Based on the specific characteristics of the urban rail under the express-slow mode and factors influencing its operation, we remodify (1) and propose a methodology to measure the maximum carrying capacity of a suburb line applying the express-slow mode.

[N.sub.max] = K x 3600/[T.sub.cycle] (3)

where [N.sub.max] is the maximum carrying capacity of a line under an express-slow mode (train); [T.sub.cycle] is the cycle time of a combined express-slow train ("s"); K is the total number of express and slow trains within a cycle time [T.sub.cycle] (train).

As shown in (3), the carrying capacity of a suburb line under the express-slow mode increases as the cycle time is reduced.

2.2. The Impacts of the Express-Slow Train Mode on the Line Carrying Capacity. In this section, we explore a combined impact of the ratio of the number of express and slow trains and the total number of overtaking maneuvers on the line carrying capacity under the express-slow mode. We assume that the time intervals of two departing trains are the same and the ratio of the number of express and slow trains is equal to k : m within a cycle [16-19].

As the situation that merely express trains are operated on a line does not allow the operated express trains to stop at any intermediate stations, which is unrealistic and would lead to large demand loss [20], this paper does not consider this situation. Given the ratio of the number of express and slow trains, the total number of overtaking maneuvers is also considered. To simplify the calculation, we only consider three types of situation when overtaking occurs once, twice or no overtaking occurs. In this way, seven different scenarios are designed to develop different methods to measure the line carrying capacity.

Scenario 1 (only slow trains). In this scenario, as merely slow trains are operated and no overtaking occurs, the carrying capacity is measured based on the minimum time intervals between two slow trains. The equation is as (1).

This scenario is designed as the baseline of other proposed scenarios in order to figure out which scenario serves the best combination to maximize the line carrying capacity.

Scenario 2 (k :m = 1:1 and no overtaking). In this scenario, as no overtaking takes place, one express train is operated between two slow trains as shown in Figure 1.

Measuring the cycle time should consider the following two situations due to the higher speed of express trains [8, 21, 22]. First, if a slow train is operated before an express train, the time interval of the two trains arriving at the destination should not be larger than the minimum time interval of departures I. Second, if the situation is in the opposite, then the departure time difference of the two trains should be calculated. The cycle time of Scenario 2 is calculated as follows:

[T.sub.cycle] = 2I + n x [t.sub.stop], (4)

where n is the stopping frequency of a slow train; [t.sub.stop] is the sum of the time for acceleration and deceleration as well as the waiting time of a train at one station.

According to (3), the carrying capacity in Scenario 2, therefore, is calculated as follows:

[N.sub.max] = K x 3600/[T.sub.cycle] = 2 x 3600/(2I + n x [t.sub.stop]). (5)

As can be seen from (5), the carrying capacity of Scenario 2 is determined by the stopping frequency n and the departure time interval I, which is constant when the operation scheme has been scheduled.

Scenario 3 (k :m = 1:1 and overtaking occurring once). In Scenario 2 when overtaking is ignored, the longer time interval between two departures can guarantee safety but may deteriorate the carrying capacity. Scenario 3 thus considers the overtaking occurring once.

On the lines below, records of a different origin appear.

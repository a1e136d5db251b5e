//! Configuration errors and semantic validation.

use crate::component::TrackerKind;
use crate::settings::LifecycleConfig;
use std::collections::HashSet;
use thiserror::Error;

/// Configuration result type.
pub type ConfigResult<T> = Result<T, ConfigError>;

/// Configuration errors.
#[derive(Error, Debug)]
pub enum ConfigError {
    #[error("I/O error: {0}")]
    Io(String),

    #[error("Parse error: {0}")]
    Parse(String),

    #[error("Missing required field: {0}")]
    MissingField(String),

    #[error("Invalid value for {field}: {message}")]
    InvalidValue { field: String, message: String },
}

impl ConfigError {
    /// Error code for structured error reporting.
    pub fn code(&self) -> u32 {
        match self {
            ConfigError::Io(_) => 60,
            ConfigError::Parse(_) => 61,
            ConfigError::MissingField(_) => 64,
            ConfigError::InvalidValue { .. } => 65,
        }
    }
}

impl From<ConfigError> for lm_common::Error {
    fn from(err: ConfigError) -> Self {
        lm_common::Error::Config(err.to_string())
    }
}

impl LifecycleConfig {
    /// Check semantic constraints that serde cannot express.
    pub fn validate(&self) -> ConfigResult<()> {
        if self.min_free_mb == 0 {
            return Err(ConfigError::InvalidValue {
                field: "min_free_mb".to_string(),
                message: "must be greater than zero".to_string(),
            });
        }

        if self.artifacts.staging_dir.trim().is_empty()
            || self.artifacts.staging_dir.contains(['/', '\\'])
        {
            return Err(ConfigError::InvalidValue {
                field: "artifacts.staging_dir".to_string(),
                message: "must be a plain directory name".to_string(),
            });
        }

        for (name, component) in &self.components {
            if component.package_id.trim().is_empty() {
                return Err(ConfigError::MissingField(format!(
                    "components.{name}.package_id"
                )));
            }

            if component.tracker == TrackerKind::NativePackages
                && component.removal_order.is_empty()
            {
                return Err(ConfigError::InvalidValue {
                    field: format!("components.{name}.removal_order"),
                    message: "native package components need a removal order".to_string(),
                });
            }

            if component.tracker == TrackerKind::InstallationManager
                && component.offerings.is_empty()
            {
                return Err(ConfigError::InvalidValue {
                    field: format!("components.{name}.offerings"),
                    message: "installation manager components need at least one offering"
                        .to_string(),
                });
            }

            let mut seen = HashSet::new();
            for pkg in &component.removal_order {
                if !seen.insert(pkg.to_ascii_lowercase()) {
                    return Err(ConfigError::InvalidValue {
                        field: format!("components.{name}.removal_order"),
                        message: format!("duplicate package '{pkg}'"),
                    });
                }
            }
        }

        Ok(())
    }
}
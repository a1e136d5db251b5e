//! Driver for components shipped as native packages.
//!
//! On Linux the installer extracts a set of RPMs that are installed in one
//! `rpm` transaction. On Windows the setup executable is the whole product
//! and runs silently.

use super::{extract, matches_package, previous_installer, step, steps_for, PackageDriver};
use crate::detect::Detection;
use crate::env::RunEnv;
use crate::logging::events::event_names;
use crate::recovery::BackupSet;
use crate::runner::{CommandResult, CommandSpec, RC_NOT_STARTED};
use lm_common::{Artifact, Error, PackageStep, Result};
use std::path::{Path, PathBuf};
use tracing::{debug, info, warn};

pub struct NativeDriver;

const RPM_INSTALL: [&str; 4] = ["rpm", "-ivh", "--force", "--nodeps"];

impl NativeDriver {
    fn deploy_rpm(&self, env: &RunEnv<'_>, artifact: &Artifact) -> Result<()> {
        let staging = env.staging_dir();
        extract(env, &artifact.path, &staging)?;

        let files = staged_packages(env, &staging);
        let mut args: Vec<String> = RPM_INSTALL.iter().map(|s| s.to_string()).collect();
        if files.is_empty() {
            if !env.is_dry_run() {
                return Err(Error::DeployFailed(format!(
                    "no installable .rpm packages found in {}",
                    staging.display()
                )));
            }
            args.push(staging.join("*.rpm").to_string_lossy().into_owned());
        }
        args.extend(files.iter().map(|f| f.to_string_lossy().into_owned()));

        let result = env.runner.run(&CommandSpec::argv(args));
        if !result.success() {
            return Err(Error::DeployFailed(format!(
                "rpm exited with rc {}: {}",
                result.rc,
                result.error_text()
            )));
        }
        Ok(())
    }

    fn deploy_setup(&self, env: &RunEnv<'_>, artifact: &Artifact) -> Result<()> {
        let line = format!(
            "\"{}\" /s /v\"/qn INSTALLDIR=\\\"{}\\\"\"",
            artifact.path.display(),
            env.ctx.install_dir.display()
        );
        let result = env.runner.run(&CommandSpec::line(line));
        if !result.success() {
            return Err(Error::DeployFailed(format!(
                "setup exited with rc {}: {}",
                result.rc,
                result.error_text()
            )));
        }
        Ok(())
    }

    fn product_uninstall(&self, env: &RunEnv<'_>) -> CommandSpec {
        let product = env
            .component
            .windows_product
            .as_deref()
            .unwrap_or(&env.component.package_id);
        CommandSpec::line(format!(
            "wmic product where \"Name like '%{}%'\" call uninstall /nointeractive",
            product
        ))
    }

    fn restore_rpms(
        &self,
        env: &RunEnv<'_>,
        backup: Option<&BackupSet>,
        packages: &[String],
        previous_version: Option<&str>,
    ) -> Vec<PackageStep> {
        let mut sources: Vec<PathBuf> = backup
            .map(|b| {
                b.manifest
                    .packages
                    .iter()
                    .map(|e| e.stored.clone())
                    .collect()
            })
            .unwrap_or_default();

        let missing = packages.iter().any(|p| find_package(&sources, p).is_none());
        if missing {
            if let Some(installer) = previous_installer(env, backup, previous_version) {
                let dir = backup
                    .map(|b| b.root.join("extracted"))
                    .unwrap_or_else(|| env.staging_dir());
                match extract(env, &installer.path, &dir) {
                    Ok(()) => sources.extend(rpm_files(env, &dir)),
                    Err(e) => warn!(installer = %installer.file_name(), error = %e, "could not extract earlier installer"),
                }
            }
        }

        packages
            .iter()
            .map(|package| match find_package(&sources, package) {
                Some(file) => {
                    let mut args: Vec<String> = RPM_INSTALL.iter().map(|s| s.to_string()).collect();
                    args.push(file.to_string_lossy().into_owned());
                    step(package, "reinstall", &env.runner.run(&CommandSpec::argv(args)))
                }
                None => PackageStep {
                    package: package.clone(),
                    action: "reinstall".to_string(),
                    rc: RC_NOT_STARTED,
                    stderr: "no archived package file".to_string(),
                },
            })
            .collect()
    }
}

impl PackageDriver for NativeDriver {
    fn deploy(&self, env: &RunEnv<'_>, artifact: &Artifact) -> Result<()> {
        if !env.host.exists(&artifact.path) {
            return Err(Error::DeployFailed(format!(
                "installer {} does not exist",
                artifact.path.display()
            )));
        }
        info!(
            target: event_names::DEPLOY_STARTED,
            artifact = %artifact.file_name(),
            install_dir = %env.ctx.install_dir.display(),
            "deploying native packages"
        );
        if env.os_key.is_windows() {
            self.deploy_setup(env, artifact)
        } else {
            self.deploy_rpm(env, artifact)
        }
    }

    fn archive_sources(&self, env: &RunEnv<'_>, installed_version: Option<&str>) -> Vec<PathBuf> {
        if let Some(installer) = previous_installer(env, None, installed_version) {
            return vec![installer.path];
        }
        if env.os_key.is_windows() {
            return Vec::new();
        }
        // No installer for the running version; the last extraction is the
        // best record of what was installed.
        staged_packages(env, &env.staging_dir())
    }

    fn removal_order(&self, env: &RunEnv<'_>) -> Vec<String> {
        if env.os_key.is_windows() || env.component.removal_order.is_empty() {
            vec![env.component.package_id.clone()]
        } else {
            env.component.removal_order.clone()
        }
    }

    fn is_present(&self, env: &RunEnv<'_>, package: &str, detection: &Detection) -> bool {
        if env.os_key.is_windows() {
            return detection.has_package(package);
        }
        env.probe
            .run(&CommandSpec::argv(["rpm", "-q", package]))
            .success()
    }

    fn remove(&self, env: &RunEnv<'_>, package: &str) -> CommandResult {
        if env.os_key.is_windows() {
            return env.runner.run(&self.product_uninstall(env));
        }
        env.runner.run(&CommandSpec::argv(["rpm", "-e", package]))
    }

    fn force_remove(&self, env: &RunEnv<'_>, package: &str) -> CommandResult {
        if env.os_key.is_windows() {
            return env.runner.run(&self.product_uninstall(env));
        }
        env.runner
            .run(&CommandSpec::argv(["rpm", "-e", "--nodeps", "--noscripts", package]))
    }

    fn restore(
        &self,
        env: &RunEnv<'_>,
        backup: Option<&BackupSet>,
        packages: &[String],
        previous_version: Option<&str>,
    ) -> Vec<PackageStep> {
        if !env.os_key.is_windows() {
            return self.restore_rpms(env, backup, packages, previous_version);
        }
        match previous_installer(env, backup, previous_version) {
            Some(installer) => steps_for(packages, "reinstall", &self.deploy_setup(env, &installer)),
            None => steps_for(
                packages,
                "reinstall",
                &Err(Error::ArtifactVersionNotFound(
                    previous_version.unwrap_or("previous").to_string(),
                )),
            ),
        }
    }
}

fn rpm_files(env: &RunEnv<'_>, dir: &Path) -> Vec<PathBuf> {
    match env.host.list_dir(dir) {
        Ok(entries) => entries
            .into_iter()
            .filter(|e| e.is_file && e.name.to_ascii_lowercase().ends_with(".rpm"))
            .map(|e| e.path)
            .collect(),
        Err(e) => {
            debug!(dir = %dir.display(), error = %e, "no package files");
            Vec::new()
        }
    }
}

/// Tracked `.rpm` files in `dir`, in install order.
fn staged_packages(env: &RunEnv<'_>, dir: &Path) -> Vec<PathBuf> {
    let files = rpm_files(env, dir);
    let ordered: Vec<PathBuf> = env
        .component
        .install_order()
        .iter()
        .filter_map(|package| find_package(&files, package).map(Path::to_path_buf))
        .collect();
    if ordered.len() < files.len() {
        debug!(
            dir = %dir.display(),
            skipped = files.len() - ordered.len(),
            "ignoring untracked package files"
        );
    }
    ordered
}

fn find_package<'a>(files: &'a [PathBuf], package: &str) -> Option<&'a Path> {
    files
        .iter()
        .find(|f| {
            f.file_name()
                .map(|n| matches_package(&n.to_string_lossy(), package))
                .unwrap_or(false)
        })
        .map(PathBuf::as_path)
}
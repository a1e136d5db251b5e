//! Component Lifecycle Core Library
//!
//! This library drives install, upgrade, and uninstall of the backup server
//! and client components:
//! - Platform key resolution and the [`host::HostOps`] seam
//! - Command running with dry-run support
//! - Artifact resolution and installed-state detection
//! - The lifecycle orchestrator with backup and rollback
//!
//! The binary entry point is in `main.rs`.

pub mod artifact;
pub mod detect;
pub mod driver;
pub mod env;
pub mod exit_codes;
pub mod host;
pub mod logging;
pub mod marker;
pub mod orchestrator;
pub mod platform;
pub mod recovery;
pub mod runner;
pub mod services;

pub use orchestrator::Orchestrator;
//! Best-effort service and process control.
//!
//! Failures are logged as warnings and returned for the caller to report;
//! none of them abort a run.

use crate::logging::events::event_names;
use crate::runner::{CommandRunner, CommandSpec};
use lm_config::ComponentSpec;
use tracing::{info, warn};

#[derive(Debug, Clone, Copy, PartialEq, Eq)]
enum Action {
    Stop,
    Start,
}

impl Action {
    fn verb(self) -> &'static str {
        match self {
            Action::Stop => "stop",
            Action::Start => "start",
        }
    }
}

fn service_command(runner: &CommandRunner<'_>, action: Action, service: &str) -> CommandSpec {
    if runner.os_key().is_windows() {
        CommandSpec::argv(["sc", action.verb(), service])
    } else {
        CommandSpec::argv(["systemctl", action.verb(), service])
    }
}

fn kill_command(runner: &CommandRunner<'_>, process: &str) -> CommandSpec {
    if runner.os_key().is_windows() {
        let image = if process.to_ascii_lowercase().ends_with(".exe") {
            process.to_string()
        } else {
            format!("{}.exe", process)
        };
        CommandSpec::argv(["taskkill".to_string(), "/F".into(), "/IM".into(), image])
    } else {
        CommandSpec::argv(["killall", process])
    }
}

fn control(runner: &CommandRunner<'_>, what: &str, spec: CommandSpec) -> Option<String> {
    let result = runner.run(&spec);
    if result.success() {
        info!(target: event_names::SERVICE_CONTROL, what, "{} done", what);
        None
    } else {
        let warning = format!("{} failed: {}", what, result.error_text());
        warn!(target: event_names::SERVICE_CONTROL, what, rc = result.rc, "{}", warning);
        Some(warning)
    }
}

/// Stop services and terminate processes. Returns warnings.
pub fn stop_all(runner: &CommandRunner<'_>, component: &ComponentSpec) -> Vec<String> {
    let services = component.services.iter().filter_map(|svc| {
        control(
            runner,
            &format!("stop service {}", svc),
            service_command(runner, Action::Stop, svc),
        )
    });
    let processes = component.processes.iter().filter_map(|p| {
        control(runner, &format!("terminate {}", p), kill_command(runner, p))
    });
    services.chain(processes).collect()
}

/// Start services after a deploy. Returns warnings.
pub fn start_all(runner: &CommandRunner<'_>, component: &ComponentSpec) -> Vec<String> {
    component
        .services
        .iter()
        .filter_map(|svc| {
            control(
                runner,
                &format!("start service {}", svc),
                service_command(runner, Action::Start, svc),
            )
        })
        .collect()
}

#[cfg(test)]
mod tests {
    use super::*;
    use crate::host::{ExecOutput, FakeHost};
    use lm_common::OsKey;

    #[test]
    fn test_stop_linux() {
        let host = FakeHost::rhel();
        host.respond("killall", ExecOutput::failed(1, "dsmc: no process found"));
        let runner = CommandRunner::new(&host, OsKey::Rhel);
        let warnings = stop_all(&runner, &ComponentSpec::builtin_client());
        assert_eq!(
            host.commands(),
            vec!["systemctl stop dsmcad".to_string(), "killall dsmc".to_string()]
        );
        assert_eq!(warnings.len(), 1);
        assert!(warnings[0].contains("no process found"));
    }

    #[test]
    fn test_stop_and_start_windows() {
        let host = FakeHost::windows();
        let runner = CommandRunner::new(&host, OsKey::Windows);
        let client = ComponentSpec::builtin_client();
        assert!(stop_all(&runner, &client).is_empty());
        assert!(start_all(&runner, &client).is_empty());
        assert_eq!(
            host.commands(),
            vec![
                "sc stop dsmcad".to_string(),
                "taskkill /F /IM dsmc.exe".to_string(),
                "sc start dsmcad".to_string(),
            ]
        );
    }

    #[test]
    fn test_no_services_no_commands() {
        let host = FakeHost::linux();
        let runner = CommandRunner::new(&host, OsKey::Linux);
        assert!(stop_all(&runner, &ComponentSpec::builtin_server()).is_empty());
        assert!(host.commands().is_empty());
    }
}
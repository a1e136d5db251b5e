//! Configuration resolution and path discovery.
//!
//! Resolution order: CLI argument → environment variable → XDG path →
//! system path → built-in defaults.

use crate::settings::LifecycleConfig;
use crate::validate::ConfigResult;
use std::path::{Path, PathBuf};

/// Where the configuration came from.
#[derive(Debug, Clone, Default, PartialEq, Eq)]
pub enum ConfigSource {
    /// Explicitly provided via CLI argument.
    CliArgument,

    /// Set via environment variable.
    Environment,

    /// Found in XDG config directory.
    XdgConfig,

    /// Found in /etc/lifecycle/.
    SystemConfig,

    /// Using built-in defaults.
    #[default]
    BuiltinDefault,
}

impl std::fmt::Display for ConfigSource {
    fn fmt(&self, f: &mut std::fmt::Formatter<'_>) -> std::fmt::Result {
        match self {
            ConfigSource::CliArgument => write!(f, "CLI argument"),
            ConfigSource::Environment => write!(f, "environment variable"),
            ConfigSource::XdgConfig => write!(f, "XDG config"),
            ConfigSource::SystemConfig => write!(f, "system config"),
            ConfigSource::BuiltinDefault => write!(f, "builtin default"),
        }
    }
}

/// Environment variable naming an explicit config file.
pub const ENV_CONFIG_PATH: &str = "LM_CONFIG";

/// Standard config file name.
const CONFIG_FILENAME: &str = "config.json";

/// Application name for XDG and system directories.
const APP_NAME: &str = "lifecycle";

/// A loaded configuration plus where it came from.
#[derive(Debug, Clone)]
pub struct ResolvedConfig {
    pub config: LifecycleConfig,
    pub path: Option<PathBuf>,
    pub source: ConfigSource,
}

/// Find the config file path using the standard resolution order.
///
/// An explicit CLI path is returned even when it does not exist so that the
/// subsequent load reports the mistake instead of silently falling back.
pub fn resolve_config_path(cli_path: Option<&Path>) -> (Option<PathBuf>, ConfigSource) {
    resolve_with(
        cli_path,
        std::env::var(ENV_CONFIG_PATH).ok().map(PathBuf::from),
        dirs::config_dir(),
        PathBuf::from("/etc"),
    )
}

fn resolve_with(
    cli_path: Option<&Path>,
    env_path: Option<PathBuf>,
    xdg_root: Option<PathBuf>,
    system_root: PathBuf,
) -> (Option<PathBuf>, ConfigSource) {
    // 1. CLI argument
    if let Some(path) = cli_path {
        return (Some(path.to_path_buf()), ConfigSource::CliArgument);
    }

    // 2. Environment variable
    if let Some(path) = env_path.filter(|p| p.exists()) {
        return (Some(path), ConfigSource::Environment);
    }

    // 3. XDG config directory
    if let Some(xdg) = xdg_root {
        let path = xdg.join(APP_NAME).join(CONFIG_FILENAME);
        if path.exists() {
            return (Some(path), ConfigSource::XdgConfig);
        }
    }

    // 4. System config
    let system_path = system_root.join(APP_NAME).join(CONFIG_FILENAME);
    if system_path.exists() {
        return (Some(system_path), ConfigSource::SystemConfig);
    }

    // 5. Built-in defaults
    (None, ConfigSource::BuiltinDefault)
}

/// Resolve and load the configuration.
pub fn load_config(cli_path: Option<&Path>) -> ConfigResult<ResolvedConfig> {
    let (path, source) = resolve_config_path(cli_path);
    let config = match &path {
        Some(p) => LifecycleConfig::load(p)?,
        None => LifecycleConfig::default(),
    };
    Ok(ResolvedConfig {
        config,
        path,
        source,
    })
}

/// Get the XDG config directory for the lifecycle manager.
pub fn xdg_config_dir() -> Option<PathBuf> {
    dirs::config_dir().map(|d| d.join(APP_NAME))
}

#[cfg(test)]
mod tests {
    use super::*;
    use tempfile::TempDir;

    #[test]
    fn test_config_source_display() {
        assert_eq!(format!("{}", ConfigSource::CliArgument), "CLI argument");
        assert_eq!(
            format!("{}", ConfigSource::Environment),
            "environment variable"
        );
        assert_eq!(format!("{}", ConfigSource::BuiltinDefault), "builtin default");
    }

    #[test]
    fn test_cli_wins_even_if_missing() {
        let (path, source) = resolve_with(
            Some(Path::new("/nonexistent/config.json")),
            None,
            None,
            PathBuf::from("/nonexistent"),
        );
        assert_eq!(source, ConfigSource::CliArgument);
        assert_eq!(path, Some(PathBuf::from("/nonexistent/config.json")));
    }

    #[test]
    fn test_env_then_xdg_then_system() {
        let tmp = TempDir::new().unwrap();
        let xdg = tmp.path().join("xdg");
        let sys = tmp.path().join("etc");
        std::fs::create_dir_all(xdg.join(APP_NAME)).unwrap();
        std::fs::create_dir_all(sys.join(APP_NAME)).unwrap();
        std::fs::write(sys.join(APP_NAME).join(CONFIG_FILENAME), "{}").unwrap();

        let (_, source) = resolve_with(None, None, Some(xdg.clone()), sys.clone());
        assert_eq!(source, ConfigSource::SystemConfig);

        std::fs::write(xdg.join(APP_NAME).join(CONFIG_FILENAME), "{}").unwrap();
        let (_, source) = resolve_with(None, None, Some(xdg.clone()), sys.clone());
        assert_eq!(source, ConfigSource::XdgConfig);

        let env_file = tmp.path().join("env.json");
        std::fs::write(&env_file, "{}").unwrap();
        let (path, source) = resolve_with(None, Some(env_file.clone()), Some(xdg), sys);
        assert_eq!(source, ConfigSource::Environment);
        assert_eq!(path, Some(env_file));
    }

    #[test]
    fn test_defaults_when_nothing_found() {
        let tmp = TempDir::new().unwrap();
        let (path, source) = resolve_with(None, None, None, tmp.path().to_path_buf());
        assert!(path.is_none());
        assert_eq!(source, ConfigSource::BuiltinDefault);
    }

    #[test]
    fn test_load_reports_parse_error() {
        let tmp = TempDir::new().unwrap();
        let file = tmp.path().join("bad.json");
        std::fs::write(&file, "{ not json").unwrap();
        let err = load_config(Some(&file)).unwrap_err();
        assert_eq!(err.code(), 61);
    }
}
//! Child-process execution with timeout and bounded output capture.

use super::{ExecOutput, Invocation};
use std::io::Read;
use std::process::{Child, Command, Stdio};
use std::thread;
use std::time::{Duration, Instant};
use tracing::{debug, trace, warn};

/// Output cap per stream.
pub(crate) const MAX_OUTPUT_BYTES: usize = 10 * 1024 * 1024;

/// Grace period between SIGTERM and SIGKILL.
const SIGTERM_GRACE_MS: u64 = 500;

const CHUNK_SIZE: usize = 8192;

/// Build the `Command` for an invocation.
fn build_command(invocation: &Invocation) -> Command {
    let mut command = match invocation {
        Invocation::Argv { program, args } => {
            let mut c = Command::new(program);
            c.args(args);
            c
        }
        Invocation::Shell(line) => shell_command(line),
    };
    command
        .stdin(Stdio::null())
        .stdout(Stdio::piped())
        .stderr(Stdio::piped());
    command
}

#[cfg(windows)]
fn shell_command(line: &str) -> Command {
    use std::os::windows::process::CommandExt;
    let mut c = Command::new("cmd");
    // Quoting was already done by the caller; cmd must see it untouched.
    c.arg("/C").raw_arg(line);
    c
}

#[cfg(not(windows))]
fn shell_command(line: &str) -> Command {
    let mut c = Command::new("sh");
    c.arg("-c").arg(line);
    c
}

/// Spawn and wait. `Err` only when the process cannot be started.
pub(crate) fn run(invocation: &Invocation, timeout: Option<Duration>) -> std::io::Result<ExecOutput> {
    let mut child = build_command(invocation).spawn()?;
    trace!(pid = child.id(), command = %invocation.render(), "spawned");
    let deadline = timeout.map(|t| Instant::now() + t);
    execute_with_deadline(&mut child, deadline)
}

fn execute_with_deadline(child: &mut Child, deadline: Option<Instant>) -> std::io::Result<ExecOutput> {
    let mut stdout_buf = Vec::with_capacity(CHUNK_SIZE);
    let mut stderr_buf = Vec::with_capacity(CHUNK_SIZE);
    let mut truncated = false;

    let mut stdout = child.stdout.take();
    let mut stderr = child.stderr.take();
    let mut chunk = vec![0u8; CHUNK_SIZE];

    loop {
        if deadline.is_some_and(|d| Instant::now() >= d) {
            warn!(pid = child.id(), "command timed out, terminating");
            kill_with_grace(child);
            let status = child.wait().ok();
            return Ok(ExecOutput {
                rc: status.and_then(|s| s.code()),
                stdout: String::from_utf8_lossy(&stdout_buf).into_owned(),
                stderr: String::from_utf8_lossy(&stderr_buf).into_owned(),
                timed_out: true,
            });
        }

        let mut did_read = false;
        if let Some(out) = stdout.as_mut() {
            if let Ok(n) = try_read_nonblocking(out, &mut chunk) {
                did_read |= n > 0;
                append_bounded(&mut stdout_buf, &chunk[..n], &mut truncated);
            }
        }
        if let Some(err) = stderr.as_mut() {
            if let Ok(n) = try_read_nonblocking(err, &mut chunk) {
                did_read |= n > 0;
                append_bounded(&mut stderr_buf, &chunk[..n], &mut truncated);
            }
        }

        match child.try_wait()? {
            Some(status) => {
                if let Some(out) = stdout.as_mut() {
                    let _ = drain_to_limit(out, &mut stdout_buf, &mut truncated);
                }
                if let Some(err) = stderr.as_mut() {
                    let _ = drain_to_limit(err, &mut stderr_buf, &mut truncated);
                }
                if truncated {
                    debug!(limit = MAX_OUTPUT_BYTES, "command output truncated");
                }
                return Ok(ExecOutput {
                    rc: status.code(),
                    stdout: String::from_utf8_lossy(&stdout_buf).into_owned(),
                    stderr: String::from_utf8_lossy(&stderr_buf).into_owned(),
                    timed_out: false,
                });
            }
            None if !did_read => thread::sleep(Duration::from_millis(10)),
            None => {}
        }
    }
}

fn append_bounded(buf: &mut Vec<u8>, data: &[u8], truncated: &mut bool) {
    let space = MAX_OUTPUT_BYTES.saturating_sub(buf.len());
    if data.len() > space {
        *truncated = true;
    }
    buf.extend_from_slice(&data[..data.len().min(space)]);
}

/// Drain what is immediately available. A grandchild may still hold the pipe
/// open after the direct child exits, so this never blocks on Unix.
#[cfg(unix)]
fn drain_to_limit<R: Read + std::os::unix::io::AsRawFd>(
    stream: &mut R,
    buf: &mut Vec<u8>,
    truncated: &mut bool,
) -> std::io::Result<()> {
    let mut chunk = vec![0u8; CHUNK_SIZE];
    while !*truncated {
        match try_read_nonblocking(stream, &mut chunk)? {
            0 => break,
            n => append_bounded(buf, &chunk[..n], truncated),
        }
    }
    Ok(())
}

#[cfg(not(unix))]
fn drain_to_limit(stream: &mut impl Read, buf: &mut Vec<u8>, truncated: &mut bool) -> std::io::Result<()> {
    let mut chunk = vec![0u8; CHUNK_SIZE];
    while !*truncated {
        let n = stream.read(&mut chunk)?;
        if n == 0 {
            break;
        }
        append_bounded(buf, &chunk[..n], truncated);
    }
    Ok(())
}

/// SIGTERM, then SIGKILL after the grace period.
#[cfg(unix)]
fn kill_with_grace(child: &mut Child) {
    let pid = child.id() as i32;
    // SAFETY: pid belongs to a child we spawned and have not reaped.
    unsafe {
        libc::kill(pid, libc::SIGTERM);
    }
    thread::sleep(Duration::from_millis(SIGTERM_GRACE_MS));
    if let Ok(None) = child.try_wait() {
        warn!(pid, "process ignored SIGTERM, sending SIGKILL");
        // SAFETY: as above.
        unsafe {
            libc::kill(pid, libc::SIGKILL);
        }
    }
}

#[cfg(not(unix))]
fn kill_with_grace(child: &mut Child) {
    let _ = child.kill();
}

/// Read without blocking. `Ok(0)` when nothing is available.
#[cfg(unix)]
fn try_read_nonblocking<R: Read + std::os::unix::io::AsRawFd>(
    stream: &mut R,
    buf: &mut [u8],
) -> std::io::Result<usize> {
    let fd = stream.as_raw_fd();

    // SAFETY: fd is a valid pipe descriptor owned by `stream`.
    let flags = unsafe { libc::fcntl(fd, libc::F_GETFL) };
    if flags < 0 {
        return Err(std::io::Error::last_os_error());
    }
    let was_nonblocking = (flags & libc::O_NONBLOCK) != 0;
    if !was_nonblocking {
        // SAFETY: as above.
        if unsafe { libc::fcntl(fd, libc::F_SETFL, flags | libc::O_NONBLOCK) } < 0 {
            return Err(std::io::Error::last_os_error());
        }
    }

    let result = stream.read(buf);

    if !was_nonblocking {
        // SAFETY: as above.
        unsafe {
            libc::fcntl(fd, libc::F_SETFL, flags);
        }
    }

    match result {
        Err(e) if e.kind() == std::io::ErrorKind::WouldBlock => Ok(0),
        other => other,
    }
}

#[cfg(not(unix))]
fn try_read_nonblocking<R: Read>(stream: &mut R, buf: &mut [u8]) -> std::io::Result<usize> {
    stream.read(buf)
}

As shown in Figure 2, A-G represent terminal stations; station D is available for overtaking. In order to guarantee the following express train to safely overtake station D, the departure time interval between the slow train and the express train should be extended to [I.sub.1]. The time interval between the slow train and the express train at station D should not be less than I. Meanwhile, [I.sub.1] should be larger than I. The cycle time, therefore, is measured as follows:

[T.sub.cycle] = 3I + n x [t.sub.stop]. (6)

According to formula (3), the carrying capacity can be calculated by embedding (6) into (3). Comparing to Scenario 2, the carrying capacity of Scenario 3 increases due to the reduced number of stopping and waiting times at the intermediate station.

Scenario 4 (k :m = 1:2 and overtaking occurring once). Scenario 4 not only considers the condition of overtaking, but also doubles the number of slow trains. In this situation, an additional slow train is supplemented between every two cycles (Figure 3).

The operation period is detailed as follows:

[T.sub.cycle] = 3I + n x [t.sub.stop]. (7)

Although the number of slow trains increases, whether the carrying capacity also increases depends on the operation in practice. The carrying capacity of Scenario 4 is calculated as follows:

[N.sub.max] = K x 3600/[T.sub.cycle] = 3 x 3600/(3I + n x [t.sub.stop]) (8)

Scenario 5 (k :m = 1:2 and overtaking occurring twice). Scenario 5 increases the number of overtaking maneuvers from 1 to 2, comparing to Scenario 4.

As shown in Figure 4, an express train departs lagging behind two slow trains and overtakes the two slow trains at stations E and C, respectively. The cycle time of this scenario is measured as follows:

[T.sub.cycle] = [I.sub.w] + 3I + n x [t.sub.stop], (9)

where [I.sub.w] is the waiting time of the first slow train until the overtaking express train departs the same station.

In such a condition, the carrying capacity is calculated as follows:

[N.sub.max] = K x 3600/[T.sub.cycle] = 3 x 3600/([I.sub.w] + 3I + n x [t.sub.stop]). (10)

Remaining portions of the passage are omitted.